*Goal of the exercise*. Please write out the line containing "compare by message." and each line after it through the end of the data, exactly, and nothing else.

*Information*.
// Copyright © 2021 Alexandra Frydl
//
// This Source Code Form is subject to the terms of the Mozilla Public
// License, v. 2.0. If a copy of the MPL was not distributed with this
// file, You can obtain one at http://mozilla.org/MPL/2.0/.

//! Error handling utilities.

use std::any::Any;
use std::fmt::{self, Debug, Display};
use std::sync::Arc;

/// A `std::result::Result` defaulting to the [`Error`] type.
pub type Result<T = (), E = Error> = std::result::Result<T, E>;

/// A cloneable error described by a message.
///
/// Errors of this type are cheap to clone, so a single error can be delivered
/// to any number of waiting threads.
#[derive(Clone, PartialEq, Eq)]
pub struct Error {
  message: Arc<str>,
}

/// Creates a new [`struct@Error`] from a format string and arguments.
#[macro_export]
macro_rules! err {
  ($($args:tt)*) => {
    $crate::fail::Error::new(format!($($args)*))
  };
}

/// Returns an `Err` containing a new [`struct@Error`] from a format string and
/// arguments.
#[macro_export]
macro_rules! fail {
  ($($args:tt)*) => {
    return Err($crate::err!($($args)*).into())
  };
}

impl Error {
  /// Constructs a new error with the given message.
  pub fn new(message: impl Into<String>) -> Self {
    Self { message: message.into().into() }
  }

  /// Constructs a new error from the payload of a panic.
  pub fn from_panic(panic: Box<dyn Any + Send>) -> Self {
    if let Some(message) = panic.downcast_ref::<&str>() {
      return err!("Task panicked: {}", message);
    }

    if let Some(message) = panic.downcast_ref::<String>() {
      return err!("Task panicked: {}", message);
    }

    err!("Task panicked.")
  }

  /// Returns the message of the error.
  pub fn message(&self) -> &str {
    &self.message
  }
}

// Implement conversion from string types.

impl From<&str> for Error {
  fn from(message: &str) -> Self {
    Self::new(message)
  }
}

impl From<String> for Error {
  fn from(message: String) -> Self {
    Self::new(message)
  }
}

// Implement `Debug` and `Display` to show the message.

impl Debug for Error {
  fn fmt(&self, f: &mut fmt::Formatter) -> fmt::Result {
    write!(f, "Error({:?})", self.message)
  }
}

impl Display for Error {
  fn fmt(&self, f: &mut fmt::Formatter) -> fmt::Result {
    f.write_str(&self.message)
  }
}

impl std::error::Error for Error {}

// Unit tests.

#[cfg(test)]
mod tests {
  use super::*;

  /// Tests that the macros construct errors with formatted messages.
  #[test]
  pub fn test_macros() {
    let err = err!("expected {}, found {}", 1, 2);

    assert_eq!(err.message(), "expected 1, found 2");

    fn fails() -> Result<usize> {
      fail!("nope");
    }

    assert_eq!(fails().unwrap_err().message(), "nope");
  }

  /// Tests that errors are cheap to clone and compare by message.
  #[test]
  pub fn test_clone_eq() {
    let a = Error::new("same");
    let b = a.clone();

    assert_eq!(a, b);
    assert_eq!(a.to_string(), "same");
  }
}
// Copyright © 2021 Alexandra Frydl
//
// This Source Code Form is subject to the terms of the Mozilla Public
// License, v. 2.0. If a copy of the MPL was not distributed with this
// file, You can obtain one at http://mozilla.org/MPL/2.0/.

//! A “prelude” module containing common imports.

#[doc(no_inline)]
pub use {
  crate::breaker::{BreakerState, CircuitBreaker},
  crate::collections::{btree_map, BTreeMap},
  crate::collections::{btree_set, BTreeSet},
  crate::collections::{hash_map, HashMap},
  crate::collections::{hash_set, HashSet},
  crate::collections::{vec_deque, VecDeque},
  crate::collections::{ConcurrentHashMap, ConcurrentHashSet},
  crate::context::Context,
  crate::derive::*,
  crate::fail::{Error, Result},
  crate::fmt::{self, Debug, Display, Write as _},
  crate::future::{self, Future, Outcome},
  crate::iter::{self, Itertools},
  crate::log::{self, debug, error, info, trace, warn},
  crate::pool::ThreadPool,
  crate::random::{self, random, Random, Rng},
  crate::rate::RateLimiter,
  crate::retry::{Backoff, Retry},
  crate::single_flight::SingleFlight,
  crate::sync::channel::{self, Channel},
  crate::sync::{CountDownLatch, Mutex, Once, RwMutex, Semaphore, WaitGroup},
  crate::thread::{self, Thread},
  crate::time::{self, Duration, Instant, Stopwatch},
  crate::{err, fail},
  std::any::Any,
  std::borrow::*,
  std::cmp::{self, Eq, Ord, PartialEq, PartialOrd},
  std::convert::{TryFrom, TryInto},
  std::hash::{self, Hash, Hasher},
  std::marker::PhantomData,
  std::mem::{self, ManuallyDrop},
  std::ops::*,
  std::str::{self, FromStr},
  std::sync::atomic::{AtomicBool, AtomicU64, AtomicUsize, Ordering},
  std::sync::{Arc, Weak as ArcWeak},
  std::{panic, slice},
};

/// Returns the “default value” for a type.
pub fn default<T: Default>() -> T {
  T::default()
}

*Exercise result*.
  /// Tests that errors are cheap to clone and compare by message.
  #[test]
  pub fn test_clone_eq() {
    let a = Error::new("same");
    let b = a.clone();

    assert_eq!(a, b);
    assert_eq!(a.to_string(), "same");
  }
}
// Copyright © 2021 Alexandra Frydl
//
// This Source Code Form is subject to the terms of the Mozilla Public
// License, v. 2.0. If a copy of the MPL was not distributed with this
// file, You can obtain one at http://mozilla.org/MPL/2.0/.

//! A “prelude” module containing common imports.

#[doc(no_inline)]
pub use {
  crate::breaker::{BreakerState, CircuitBreaker},
  crate::collections::{btree_map, BTreeMap},
  crate::collections::{btree_set, BTreeSet},
  crate::collections::{hash_map, HashMap},
  crate::collections::{hash_set, HashSet},
  crate::collections::{vec_deque, VecDeque},
  crate::collections::{ConcurrentHashMap, ConcurrentHashSet},
  crate::context::Context,
  crate::derive::*,
  crate::fail::{Error, Result},
  crate::fmt::{self, Debug, Display, Write as _},
  crate::future::{self, Future, Outcome},
  crate::iter::{self, Itertools},
  crate::log::{self, debug, error, info, trace, warn},
  crate::pool::ThreadPool,
  crate::random::{self, random, Random, Rng},
  crate::rate::RateLimiter,
  crate::retry::{Backoff, Retry},
  crate::single_flight::SingleFlight,
  crate::sync::channel::{self, Channel},
  crate::sync::{CountDownLatch, Mutex, Once, RwMutex, Semaphore, WaitGroup},
  crate::thread::{self, Thread},
  crate::time::{self, Duration, Instant, Stopwatch},
  crate::{err, fail},
  std::any::Any,
  std::borrow::*,
  std::cmp::{self, Eq, Ord, PartialEq, PartialOrd},
  std::convert::{TryFrom, TryInto},
  std::hash::{self, Hash, Hasher},
  std::marker::PhantomData,
  std::mem::{self, ManuallyDrop},
  std::ops::*,
  std::str::{self, FromStr},
  std::sync::atomic::{AtomicBool, AtomicU64, AtomicUsize, Ordering},
  std::sync::{Arc, Weak as ArcWeak},
  std::{panic, slice},
};

/// Returns the “default value” for a type.
pub fn default<T: Default>() -> T {
  T::default()
}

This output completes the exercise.